Next, you need to define some basic functions. You can directly download and import the d2l library, which is available in Mu Shen's teaching materials. However, there are errors when installing d2l. Therefore, if you do not want to install d2l, you can refer to the following functions. You can also write these functions into your own package for easy import.

# Define data iterator functions
def load_array(data_arrays, batch_size, is_train=True): 
    """Construct a PyTorch Data iterator"""
    dataset = data.TensorDataset(*data_arrays)#Convert data to tensor
    return data.DataLoader(dataset, batch_size, shuffle=is_train)
# Define a class to receive variables
class Accumulator:  #@save
    """stay n Accumulated on variables"""
    def __init__(self, n):
        self.data = [0.0] * n

    def add(self, *args):
        self.data = [a + float(b) for a, b in zip(self.data, args)]

    def reset(self):
        self.data = [0.0] * len(self.data)
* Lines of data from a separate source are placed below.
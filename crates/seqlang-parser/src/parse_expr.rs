//! Expression parsing with operator precedence.
//!
//! Precedence (lowest → highest):
//! 4. `+`, `-`
//! 3. `*`, `/`
//! 2. unary `+`, `-`
//! 1. `^` (right-associative)
//!
//! An operator with nothing parseable on one side still produces a
//! `Binary`/`Unary` node with that side set to `None`.

use seqlang_lexer::token::TokenKind;
use seqlang_types::ast::*;
use seqlang_types::ensure_sufficient_stack;

use crate::parser::{Parser, MAX_EXPR_DEPTH};

impl<'src> Parser<'src> {
    // ══════════════════════════════════════════════════════════════════════════
    // Entry Points
    // ══════════════════════════════════════════════════════════════════════════

    /// Parse an expression.
    pub(crate) fn parse_expression(&mut self) -> Option<Expr> {
        self.nested(Self::parse_additive)
    }

    /// Run `parse` one nesting level deeper. Past [`MAX_EXPR_DEPTH`] the
    /// rest of the statement is skipped with an error instead.
    fn nested(&mut self, parse: fn(&mut Self) -> Option<Expr>) -> Option<Expr> {
        if self.expr_depth >= MAX_EXPR_DEPTH {
            self.error_at_current(format!(
                "expression nesting is deeper than {MAX_EXPR_DEPTH} levels"
            ));
            self.skip_to_statement();
            return None;
        }
        self.expr_depth += 1;
        let result = ensure_sufficient_stack(|| parse(self));
        self.expr_depth -= 1;
        result
    }

    /// Parse an expression that the grammar requires at this point,
    /// reporting `missing expression` if none can start here.
    pub(crate) fn parse_required_expression(&mut self) -> Option<Box<Expr>> {
        if self.can_start_operand() {
            self.parse_expression().map(Box::new)
        } else {
            self.error_at_current(format!("missing expression at '{}'", self.peek_kind()));
            None
        }
    }

    /// Whether the current token can begin an operand. Binary-only
    /// operators count: they begin a node whose left side is missing.
    pub(crate) fn can_start_operand(&self) -> bool {
        let kind = self.peek_kind();
        kind.starts_expression()
            || matches!(
                kind,
                TokenKind::Star | TokenKind::Slash | TokenKind::Caret | TokenKind::String(_)
            )
    }

    /// Skip to the next statement keyword after giving up on an expression.
    fn skip_to_statement(&mut self) {
        while !self.at_end() && !self.peek_kind().starts_statement() {
            self.advance();
        }
    }

    // ══════════════════════════════════════════════════════════════════════════
    // Precedence Chain
    // ══════════════════════════════════════════════════════════════════════════

    /// `Additive = Multiplicative { ("+" | "-") Multiplicative }`
    fn parse_additive(&mut self) -> Option<Expr> {
        let mut left = self.parse_multiplicative()?;
        loop {
            if !matches!(self.peek_kind(), TokenKind::Plus | TokenKind::Minus) {
                break;
            }
            let op = self.parse_operator();
            let right = self.parse_right_operand(Self::parse_multiplicative);
            left = self.binary(Some(left), op, right);
        }
        Some(left)
    }

    /// `Multiplicative = Unary { ("*" | "/") Unary }`
    fn parse_multiplicative(&mut self) -> Option<Expr> {
        let mut left = if self.at_multiplicative_op() {
            self.error_at_current(format!("missing expression at '{}'", self.peek_kind()));
            None
        } else {
            Some(self.parse_unary()?)
        };
        while self.at_multiplicative_op() {
            let op = self.parse_operator();
            let right = self.parse_right_operand(Self::parse_unary);
            left = Some(self.binary(left, op, right));
        }
        left
    }

    fn at_multiplicative_op(&self) -> bool {
        matches!(self.peek_kind(), TokenKind::Star | TokenKind::Slash)
    }

    /// `Unary = ("+" | "-") Unary | Power`
    fn parse_unary(&mut self) -> Option<Expr> {
        if !matches!(self.peek_kind(), TokenKind::Plus | TokenKind::Minus) {
            return self.parse_power();
        }
        let op = self.parse_operator();
        let operand = self.parse_right_operand(Self::parse_nested_unary);
        let span = match &operand {
            Some(e) => op.span.merge(e.span),
            None => op.span,
        };
        let text = self.slice(span).to_string();
        Some(Expr::new(
            ExprKind::Unary {
                op,
                operand: operand.map(Box::new),
            },
            span,
            text,
        ))
    }

    /// `Power = Primary [ "^" Unary ]`, right-associative.
    fn parse_power(&mut self) -> Option<Expr> {
        let base = if self.check(&TokenKind::Caret) {
            self.error_at_current("missing expression at '^'");
            None
        } else {
            Some(self.parse_primary()?)
        };
        if !self.check(&TokenKind::Caret) {
            return base;
        }
        let op = self.parse_operator();
        let exponent = self.parse_right_operand(Self::parse_nested_unary);
        Some(self.binary(base, op, exponent))
    }

    /// Operand of a unary operator or exponent of `^`; both chains nest.
    fn parse_nested_unary(&mut self) -> Option<Expr> {
        self.nested(Self::parse_unary)
    }

    fn parse_operator(&mut self) -> Operator {
        let token = self.advance();
        Operator::new(token.kind.to_string(), token.span)
    }

    /// Parse the operand after an operator with `parse`, reporting a
    /// missing expression if nothing can start there.
    fn parse_right_operand(&mut self, parse: fn(&mut Self) -> Option<Expr>) -> Option<Expr> {
        if self.can_start_operand() {
            parse(self)
        } else {
            self.error_at_current(format!("missing expression at '{}'", self.peek_kind()));
            None
        }
    }

    fn binary(&self, left: Option<Expr>, op: Operator, right: Option<Expr>) -> Expr {
        let mut span = op.span;
        if let Some(l) = &left {
            span = l.span.merge(span);
        }
        if let Some(r) = &right {
            span = span.merge(r.span);
        }
        Expr::new(
            ExprKind::Binary {
                left: left.map(Box::new),
                op,
                right: right.map(Box::new),
            },
            span,
            self.slice(span),
        )
    }

    // ══════════════════════════════════════════════════════════════════════════
    // Primary Expressions
    // ══════════════════════════════════════════════════════════════════════════

    /// `Primary = NUMBER | NAME | "(" Expr ")" | "{" Expr "," Expr "}" | Map | Reduce`
    fn parse_primary(&mut self) -> Option<Expr> {
        let start = self.current_span();
        let kind = match self.peek_kind().clone() {
            TokenKind::Number(raw) => {
                self.advance();
                ExprKind::Number(raw)
            }
            TokenKind::Identifier(name) => {
                self.advance();
                ExprKind::Identifier(name)
            }
            TokenKind::LParen => {
                self.advance();
                let inner = self.parse_required_expression();
                self.expect(&TokenKind::RParen);
                match inner {
                    Some(inner) => ExprKind::Paren(inner),
                    None => ExprKind::Invalid,
                }
            }
            TokenKind::LBrace => self.parse_sequence(),
            TokenKind::Map => self.parse_map(),
            TokenKind::Reduce => self.parse_reduce(),
            TokenKind::String(_) => {
                self.error_at_current(format!(
                    "string literal '{}' is only allowed after 'print'",
                    self.peek_kind()
                ));
                self.advance();
                ExprKind::Invalid
            }
            _ => return None,
        };
        let (span, text) = self.text_since(start);
        Some(Expr::new(kind, span, text))
    }

    /// `"{" Expr "," Expr "}"`
    fn parse_sequence(&mut self) -> ExprKind {
        self.advance(); // eat `{`
        let start = self.parse_required_expression();
        self.expect(&TokenKind::Comma);
        let stop = self.parse_required_expression();
        self.expect(&TokenKind::RBrace);
        ExprKind::Sequence { start, stop }
    }

    /// `"map" "(" Expr "," NAME "->" Expr ")"`
    fn parse_map(&mut self) -> ExprKind {
        self.advance(); // eat `map`
        self.expect(&TokenKind::LParen);
        let sequence = self.parse_required_expression();
        self.expect(&TokenKind::Comma);
        let lambda = if self.at_lambda_start() {
            let start = self.current_span();
            let param = self.expect_identifier("NAME");
            self.expect(&TokenKind::Arrow);
            let body = self.parse_required_expression();
            let (span, text) = self.text_since(start);
            Some(MapLambda {
                param,
                body,
                span,
                text,
            })
        } else {
            self.error_at_current(format!("missing lambda at '{}'", self.peek_kind()));
            None
        };
        self.expect(&TokenKind::RParen);
        ExprKind::Map { sequence, lambda }
    }

    /// `"reduce" "(" Expr "," Expr "," NAME NAME "->" Expr ")"`
    fn parse_reduce(&mut self) -> ExprKind {
        self.advance(); // eat `reduce`
        self.expect(&TokenKind::LParen);
        let sequence = self.parse_required_expression();
        self.expect(&TokenKind::Comma);
        let neutral = self.parse_required_expression();
        self.expect(&TokenKind::Comma);
        let lambda = if self.at_lambda_start() {
            let start = self.current_span();
            let accumulator = self.expect_identifier("NAME");
            let next = self.expect_identifier("NAME");
            self.expect(&TokenKind::Arrow);
            let body = self.parse_required_expression();
            let (span, text) = self.text_since(start);
            Some(ReduceLambda {
                accumulator,
                next,
                body,
                span,
                text,
            })
        } else {
            self.error_at_current(format!("missing lambda at '{}'", self.peek_kind()));
            None
        };
        self.expect(&TokenKind::RParen);
        ExprKind::Reduce {
            sequence,
            neutral,
            lambda,
        }
    }

    fn at_lambda_start(&self) -> bool {
        matches!(
            self.peek_kind(),
            TokenKind::Identifier(_) | TokenKind::Arrow
        )
    }
}

#[cfg(test)]
mod tests {
    use crate::parse;
    use seqlang_types::ast::*;

    fn out_expr(source: &str) -> Expr {
        let result = parse(source);
        match result.program.statements.into_iter().next() {
            Some(Stmt::Out(out)) => out.expr.expect("out without expression"),
            other => panic!("expected out statement, got {other:?}"),
        }
    }

    fn shape(expr: &Expr) -> String {
        match &expr.kind {
            ExprKind::Number(n) => n.clone(),
            ExprKind::Identifier(n) => n.clone(),
            ExprKind::Paren(e) => shape(e),
            ExprKind::Binary { left, op, right } => format!(
                "({} {} {})",
                left.as_deref().map_or("_".into(), shape),
                op.symbol,
                right.as_deref().map_or("_".into(), shape)
            ),
            ExprKind::Unary { op, operand } => format!(
                "({}{})",
                op.symbol,
                operand.as_deref().map_or("_".into(), shape)
            ),
            other => format!("{other:?}"),
        }
    }

    #[test]
    fn test_multiplication_binds_tighter_than_addition() {
        assert_eq!(shape(&out_expr("out 2 + 3 * 4")), "(2 + (3 * 4))");
    }

    #[test]
    fn test_subtraction_is_left_associative() {
        assert_eq!(shape(&out_expr("out 10 - 4 - 3")), "((10 - 4) - 3)");
        assert_eq!(shape(&out_expr("out 8 / 4 / 2")), "((8 / 4) / 2)");
    }

    #[test]
    fn test_power_is_right_associative() {
        assert_eq!(shape(&out_expr("out 2 ^ 3 ^ 2")), "(2 ^ (3 ^ 2))");
    }

    #[test]
    fn test_unary_minus_binds_looser_than_power() {
        assert_eq!(shape(&out_expr("out -2 ^ 2")), "(-(2 ^ 2))");
        assert_eq!(shape(&out_expr("out -1 + 2")), "((-1) + 2)");
        assert_eq!(shape(&out_expr("out 2 ^ -1")), "(2 ^ (-1))");
    }

    #[test]
    fn test_missing_operands_keep_the_node() {
        assert_eq!(shape(&out_expr("out 1 +")), "(1 + _)");
        assert_eq!(shape(&out_expr("out * 3")), "(_ * 3)");
        assert_eq!(shape(&out_expr("out -")), "(-_)");
    }

    #[test]
    fn test_node_text_is_verbatim_source() {
        let expr = out_expr("out  (1 +  2) * x");
        assert_eq!(expr.text, "(1 +  2) * x");
    }
}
    def __getitem__(self, idx):
        return self.data[idx]
# Define accuracy function
def accuracy(y_hat, y):  #@save
    """Calculate predicted correct quantity"""
    if len(y_hat.shape) > 1 and y_hat.shape[1] > 1:
        y_hat = y_hat.argmax(axis=1)
    cmp = y_hat.type(y.dtype) == y
    return float(cmp.type(y.dtype).sum())
# Calculation error function
def evaluate_loss(net, data_iter, loss):  #@save
    """Evaluate the loss of models on a given dataset"""
    metric = Accumulator(2)  # Sum of losses, number of samples
    for X, y in data_iter:
        out = net(X)
        y = y.reshape(out.shape)
        l = loss(out, y)
        metric.add(l.sum(), l.numel())
    return metric[0] / metric[1]
# Training function
def train_epoch(net, train_iter,loss,updater):
    """Three variables, training loss, training accuracy, sample number"""
    metric = Accumulator(3)
    for X,y in train_iter:
        y_hat = net(X)
        l = loss(y_hat,y)
        if isinstance(updater, torch.optim.Optimizer):#If pytorch built-in optimizer
            """Self defined optimizer"""
    return metric[0]/metric[2], metric[1]/metric[2]
# Define axis functions
def set_axes(axes, xlabel, ylabel, xlim, ylim, xscale, yscale, legend):
    """set up matplotlib Axis of"""
    if legend:
# Define save function
def use_svg_display():  #@save
    """apply svg Format in Jupyter Show drawing in"""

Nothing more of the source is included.